You probably shouldn’t have had kids

Hey hurried lady in Lowe’s. I heard you and I was watching you. I heard you screaming “I don’t have time for this,” over and over to your 3 year old who was crying in the parking lot.

I’m pretty sure your 3 year old heard you too, since you were screaming at him. Oh and your 6 year old definitely heard you. I could tell by the way he trotted alongside you looking worried and uncomfortable. It was clear he’d witnessed mommy’s lack of self-control before.

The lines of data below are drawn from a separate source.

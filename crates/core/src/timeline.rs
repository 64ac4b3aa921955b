//! # Tick Timeline
//!
//! Condenses raw tick events into the authoritative tick timeline: at most
//! one sample per timestamp, one sample per real tick transition.
//!
//! Rules, applied per event in source order:
//! - a sample already exists at the event's timestamp: the event replaces it
//!   when its log index is strictly greater (last-in-block wins)
//! - no sample at the timestamp and the tick differs from the last accepted
//!   tick: a new sample is created
//! - otherwise the event is redundant and dropped
//!
//! Ticks are compared by numeric value, so `-5` and `-5.00` are the same tick.

use std::collections::BTreeMap;

use bigdecimal::BigDecimal;

use crate::errors::{CoreResult, TwapError};
use crate::types::{TickEvent, TickSample};

/// Outcome of feeding one event to the builder
#[derive(Debug, Clone, Copy, PartialEq, Eq)]
pub enum Admission {
    Accepted,
    Replaced,
    Dropped,
}

/// Per-build counters, useful to spot noisy inputs
#[derive(Debug, Clone, Copy, Default, PartialEq, Eq)]
pub struct TimelineStats {
    pub accepted: usize,
    pub replaced: usize,
    pub dropped: usize,
}

impl TimelineStats {
    fn record(&mut self, admission: Admission) {
        match admission {
            Admission::Accepted => self.accepted += 1,
            Admission::Replaced => self.replaced += 1,
            Admission::Dropped => self.dropped += 1,
        }
    }
}

/// Ordered, deduplicated samples plus the counters of the build
#[derive(Debug, Clone, PartialEq, Eq)]
pub struct TickTimeline {
    pub samples: Vec<TickSample>,
    pub stats: TimelineStats,
}

#[derive(Debug, Clone)]
struct Slot {
    sample: TickSample,
    /// `None` for the seed sample, which any event at its timestamp replaces
    log_index: Option<u64>,
}

/// Incremental timeline builder
#[derive(Debug, Clone)]
pub struct TickTimelineBuilder {
    slots: BTreeMap<i64, Slot>,
    last_accepted_tick: BigDecimal,
    stats: TimelineStats,
}

impl TickTimelineBuilder {
    /// Start a timeline at `first.timestamp` holding `first.initial_tick`
    pub fn seeded(first: &TickEvent) -> Self {
        let seed = Slot {
            sample: TickSample {
                timestamp: first.timestamp,
                tick: first.initial_tick.clone(),
                block: first.block_number,
            },
            log_index: None,
        };

        let mut slots = BTreeMap::new();
        slots.insert(first.timestamp, seed);

        Self {
            slots,
            last_accepted_tick: first.initial_tick.clone(),
            stats: TimelineStats::default(),
        }
    }

    /// Feed one event
    pub fn push(&mut self, event: &TickEvent) -> Admission {
        let admission = match self.slots.get_mut(&event.timestamp) {
            Some(slot) => {
                if Some(event.log_index) > slot.log_index {
                    slot.sample.tick = event.tick.clone();
                    slot.sample.block = event.block_number;
                    slot.log_index = Some(event.log_index);
                    self.last_accepted_tick = event.tick.clone();
                    Admission::Replaced
                } else {
                    Admission::Dropped
                }
            }
            None if event.tick != self.last_accepted_tick => {
                self.slots.insert(
                    event.timestamp,
                    Slot {
                        sample: TickSample {
                            timestamp: event.timestamp,
                            tick: event.tick.clone(),
                            block: event.block_number,
                        },
                        log_index: Some(event.log_index),
                    },
                );
                self.last_accepted_tick = event.tick.clone();
                Admission::Accepted
            }
            None => Admission::Dropped,
        };

        self.stats.record(admission);
        admission
    }

    /// Tick of the most recently accepted or replacing event
    pub fn last_accepted_tick(&self) -> &BigDecimal {
        &self.last_accepted_tick
    }

    /// Samples ascending by timestamp
    pub fn finish(self) -> TickTimeline {
        TickTimeline {
            samples: self.slots.into_values().map(|slot| slot.sample).collect(),
            stats: self.stats,
        }
    }
}

/// Build the tick timeline for one pool's full event list
pub fn build_timeline(events: &[TickEvent]) -> CoreResult<TickTimeline> {
    let first = events.first().ok_or(TwapError::EmptyInput)?;

    let mut builder = TickTimelineBuilder::seeded(first);
    for event in events {
        builder.push(event);
    }

    Ok(builder.finish())
}
use std::future::Future;
use std::time::Duration;

use serde::{Deserialize, Serialize};
use tracing::warn;

use crate::error::{DataSourceError, SourceResult};

/// Retry configuration for subgraph requests
#[derive(Debug, Clone, PartialEq, Deserialize, Serialize)]
pub struct RetryConfig {
    /// Maximum number of retries after the first attempt
    pub max_retries: u32,

    /// Base delay between retries in milliseconds
    pub base_delay_ms: u64,

    /// Maximum delay between retries in milliseconds
    pub max_delay_ms: u64,

    /// Exponential backoff multiplier
    pub backoff_multiplier: f64,
}

impl RetryConfig {
    /// Validate retry configuration
    pub fn validate(&self) -> Result<(), String> {
        if self.max_retries == 0 {
            return Err("retry.max_retries must be greater than 0".to_string());
        }

        if self.base_delay_ms == 0 {
            return Err("retry.base_delay_ms must be greater than 0".to_string());
        }

        if self.max_delay_ms < self.base_delay_ms {
            return Err(format!(
                "retry.max_delay_ms ({}) must be at least base_delay_ms ({})",
                self.max_delay_ms, self.base_delay_ms
            ));
        }

        if self.backoff_multiplier <= 1.0 {
            return Err(format!(
                "retry.backoff_multiplier ({}) must be greater than 1.0",
                self.backoff_multiplier
            ));
        }

        Ok(())
    }

    /// Calculate delay for retry attempt
    pub fn delay_for_attempt(&self, attempt: u32) -> u64 {
        if attempt == 0 {
            return self.base_delay_ms;
        }

        let exponential_delay = self.base_delay_ms as f64 * self.backoff_multiplier.powi(attempt as i32);
        (exponential_delay as u64).min(self.max_delay_ms)
    }

    /// Run `operation` until it succeeds, fails permanently, or retries run out
    pub async fn run<T, F, Fut>(&self, label: &str, mut operation: F) -> SourceResult<T>
    where
        F: FnMut() -> Fut,
        Fut: Future<Output = SourceResult<T>>,
    {
        let mut attempt = 0u32;
        loop {
            match operation().await {
                Ok(value) => return Ok(value),
                Err(err) if !err.is_retryable() => return Err(err),
                Err(err) if attempt >= self.max_retries => {
                    return Err(DataSourceError::RetriesExhausted {
                        attempts: attempt + 1,
                        last_error: Box::new(err),
                    });
                }
                Err(err) => {
                    let delay = self.delay_for_attempt(attempt);
                    warn!(
                        "{} failed (attempt {}/{}), retrying in {}ms: {}",
                        label,
                        attempt + 1,
                        self.max_retries + 1,
                        delay,
                        err
                    );
                    tokio::time::sleep(Duration::from_millis(delay)).await;
                    attempt += 1;
                }
            }
        }
    }
}

impl Default for RetryConfig {
    fn default() -> Self {
        Self {
            max_retries: 3,
            base_delay_ms: 500,
            max_delay_ms: 10_000,
            backoff_multiplier: 2.0,
        }
    }
}
use super::Engine;

use async_trait::async_trait;

use crate::{api::SuggestionAPI, entities::MessageKind, error::Error};

/// Shorter queries never reach the geocoder. Length is counted in UTF-16
/// code units, the way browser input fields report it.
pub const MIN_QUERY_LENGTH: usize = 3;

#[async_trait]
impl SuggestionAPI for Engine {
    #[tracing::instrument(skip(self))]
    async fn on_query_changed(&self, text: &str) -> Result<(), Error> {
        let token = {
            let mut session = self.session.lock().await;
            session.ui.input = text.to_string();

            if text.encode_utf16().count() < MIN_QUERY_LENGTH {
                return Ok(());
            }

            session.ui.loading = true;
            session.begin_query()
        };

        let result = self.services.geocoder.search(text).await;

        let mut session = self.session.lock().await;

        if !session.is_latest_query(token) {
            tracing::debug!("discarding stale suggestions for query {}", token);
            return Ok(());
        }

        session.ui.loading = false;

        match result {
            Ok(suggestions) => {
                let empty = suggestions.is_empty();
                session.ui.show_suggestions(suggestions);

                if empty {
                    session.ui.notify(MessageKind::Error, "No results found.");
                }
            }
            Err(err) => {
                tracing::warn!("suggestion lookup failed: {}", err);
                session
                    .ui
                    .notify(MessageKind::Error, "Error fetching suggestions.");
            }
        }

        Ok(())
    }
}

You know what’s lousy, besides you? Telling a kid that you ” don’t have time for this.” That’s pretty lousy because “this” means him and his inability to control the fact that he’s hot or tired or thirsty or ummm, oh right, 3 years old.

Hey hurried lady in Lowe’s, you know what else is a lousy, besides you? Yanking your kid roughly by the arm, and heaving him up in disgust like he’s a bag of feed. That’s pretty damn lousy. Do you like being treated like you’re a bag of feed? Well then neither does your kid.

I’m not Dr. Phil but I was thinking that maybe the next time your tot has a hard time controlling his emotions, you could try setting an example instead of having your own tantrum. Try listening instead of bellowing about how you didn’t get to go to the gym. Try hugs and kisses and tickles instead of brute force.

Or maybe try birth control.

Because if you think your 3 year old is a sack of feed you probably shouldn’t have had kids. And if you think going to the gym is more fun than your 3 year old you probably shouldn’t have had kids. And if  you can’t tolerate the sound of a child crying, you probably shouldn’t have had kids. And if you think you’re more important than your kid because you’re taller and weigh more you probably shouldn’t have had kids.

And if you’re just a self-centered, high maintenance, short-tempered dim witted bitch you definitely shouldn’t have had kids.